La trama es simple pero dolorosa: camiones que deberían recoger los desechos, reducen sus trayectos. Así, el combustible que sobra, ese que se ahorra al no cumplir la ruta completa, se vende, se escurre de las arcas públicas hacia bolsillos privados.
Dónde y cuándo
La escena principal de esta historia se dibuja en el reparto Romerillo, frente al Instituto Superior de Arte (ISA). Allí, no hace mucho, montones de basura quedaron abandonados, un testimonio silencioso del recorrido truncado de los camiones.

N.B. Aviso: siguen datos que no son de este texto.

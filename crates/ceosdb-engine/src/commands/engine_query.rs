//! Engine-level read-only query surface.
//!
//! `apply_engine_query` accepts a shared connection and never writes.

use ceosdb_core::errors::{ExError, ExErrorKind};
use ceosdb_core::model::{SubjectKey, SubjectKind};
use ceosdb_core::{log_op_end, log_op_error, log_op_start, MissionAttributeIndex};
use ceosdb_store::errors::Result;
use ceosdb_store::repo::hydration::load_catalog;
use ceosdb_store::repo::results::{get_result, list_results};
use ceosdb_store::repo::StoredResult;
use rusqlite::Connection;
use serde::Serialize;

/// Read-only queries supported by the engine.
#[derive(Debug, Clone)]
pub enum EngineQuery {
    /// Stored results, optionally of one subject kind.
    ResultsList { kind: Option<SubjectKind> },
    /// The stored result of one subject.
    ResultGet { subject: SubjectKey },
    /// Size of the stored catalog as the classifier sees it.
    CatalogSummary,
}

/// Result of applying an engine query.
#[derive(Debug, Clone)]
pub enum EngineQueryResult {
    ResultsList(Vec<StoredResult>),
    ResultGet(StoredResult),
    CatalogSummary(CatalogSummary),
}

/// Catalog counts, including the classifier population
#[derive(Debug, Clone, PartialEq, Eq, Serialize)]
pub struct CatalogSummary {
    pub missions: usize,
    /// Missions with a known orbit type
    pub population: usize,
    pub instruments: usize,
    pub technologies: usize,
    pub instrument_types: usize,
    pub measurements: usize,
}

/// Apply a read-only engine query.
///
/// ## Errors
///
/// - `NotFound`: `ResultGet` for a subject without a stored result
/// - `Persistence`: database error or an undecodable stored row
pub fn apply_engine_query(query: EngineQuery, conn: &Connection) -> Result<EngineQueryResult> {
    let op = match &query {
        EngineQuery::ResultsList { .. } => "results_list",
        EngineQuery::ResultGet { .. } => "result_get",
        EngineQuery::CatalogSummary => "catalog_summary",
    };
    log_op_start!(op);
    let start = std::time::Instant::now();

    let result = match query {
        EngineQuery::ResultsList { kind } => {
            list_results(conn, kind).map(EngineQueryResult::ResultsList)
        }
        EngineQuery::ResultGet { subject } => get_result(conn, &subject).and_then(|found| {
            found.map(EngineQueryResult::ResultGet).ok_or_else(|| {
                ExError::new(ExErrorKind::NotFound)
                    .with_op("result_get")
                    .with_entity_id(subject.to_string())
                    .with_message("No stored result for subject")
            })
        }),
        EngineQuery::CatalogSummary => catalog_summary(conn).map(EngineQueryResult::CatalogSummary),
    };

    let elapsed = start.elapsed().as_millis() as u64;
    match &result {
        Ok(_) => log_op_end!(op, duration_ms = elapsed),
        Err(e) => {
            let e_clone = e.clone();
            log_op_error!(op, e_clone, duration_ms = elapsed);
        }
    }
    result
}

fn catalog_summary(conn: &Connection) -> Result<CatalogSummary> {
    let catalog = load_catalog(conn)?;
    let index = MissionAttributeIndex::build(&catalog);
    let subjects = |kind: SubjectKind| index.subjects_of(kind).count();

    Ok(CatalogSummary {
        missions: catalog.mission_count(),
        population: index.population_count(),
        instruments: catalog.instrument_count(),
        technologies: subjects(SubjectKind::Technology),
        instrument_types: subjects(SubjectKind::InstrumentType),
        measurements: subjects(SubjectKind::Measurement),
    })
}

El dónde es Playa, en la capital cubana. El cuándo, en estos días recientes, bajo la luz del sol caribeño, cuando la basura se amontona más allá de lo tolerable. Los protagonistas indirectos son los ciudadanos, testigos de la acumulación de desechos, y los señalados son funcionarios del municipio.
Por qué es importante
Esta historia no es solo un rumor de patio, es un golpe directo al corazón de la vida cotidiana. Para los vecinos de Playa, significa un servicio esencial que falla, un hedor constante y un paisaje de suciedad que se niega a desaparecer. Es la calidad de vida que se desdibuja, poco a poco.
Además, en tiempos de crisis económica en Cuba, la basura acumulada no es solo un mal olor. Es un caldo de cultivo para enfermedades, un foco de infección que agrava la situación sanitaria. Este presunto desvío no solo desvía combustible, desvía bienestar y salud de la población.
Qué dicen las partes
Las voces que se alzan son las de los ciudadanos, de los reportes y testimonios que se atreven a señalar. Acusan directamente a figuras como Yanaisa Agüero, la intendente; Enrique Florat Lago, el presidente de la Asamblea; Teresa Karina Milán, directora de Vivienda; Julia Argüelles, de Trabajo y Seguridad Social; y Alexis Inclán, el director de Comunales.
Hasta ahora, el silencio oficial es la única respuesta. No hay declaraciones públicas, no hay anuncios de investigaciones. Pero las calles sucias hablan por sí solas, y los vecinos confirman un deterioro que ya no sorprende, sino que preocupa.
Qué viene ahora
Los días por venir son una incógnita. ¿Se levantará el velo sobre este asunto? ¿Habrá una investigación que aclare los hechos, que ponga fin a estos presuntos desvíos? Es la esperanza, el anhelo de los que ven su entorno degradarse.
Mientras tanto, la mirada de los habitantes de Playa estará fija en los camiones de basura, en el rastro que dejan o que deberían dejar. La espera es para ver si el servicio mejora, si la ciudad recupera su aliento limpio y si esta historia, con aroma a nafta y malversación, encuentra un desenlace justo.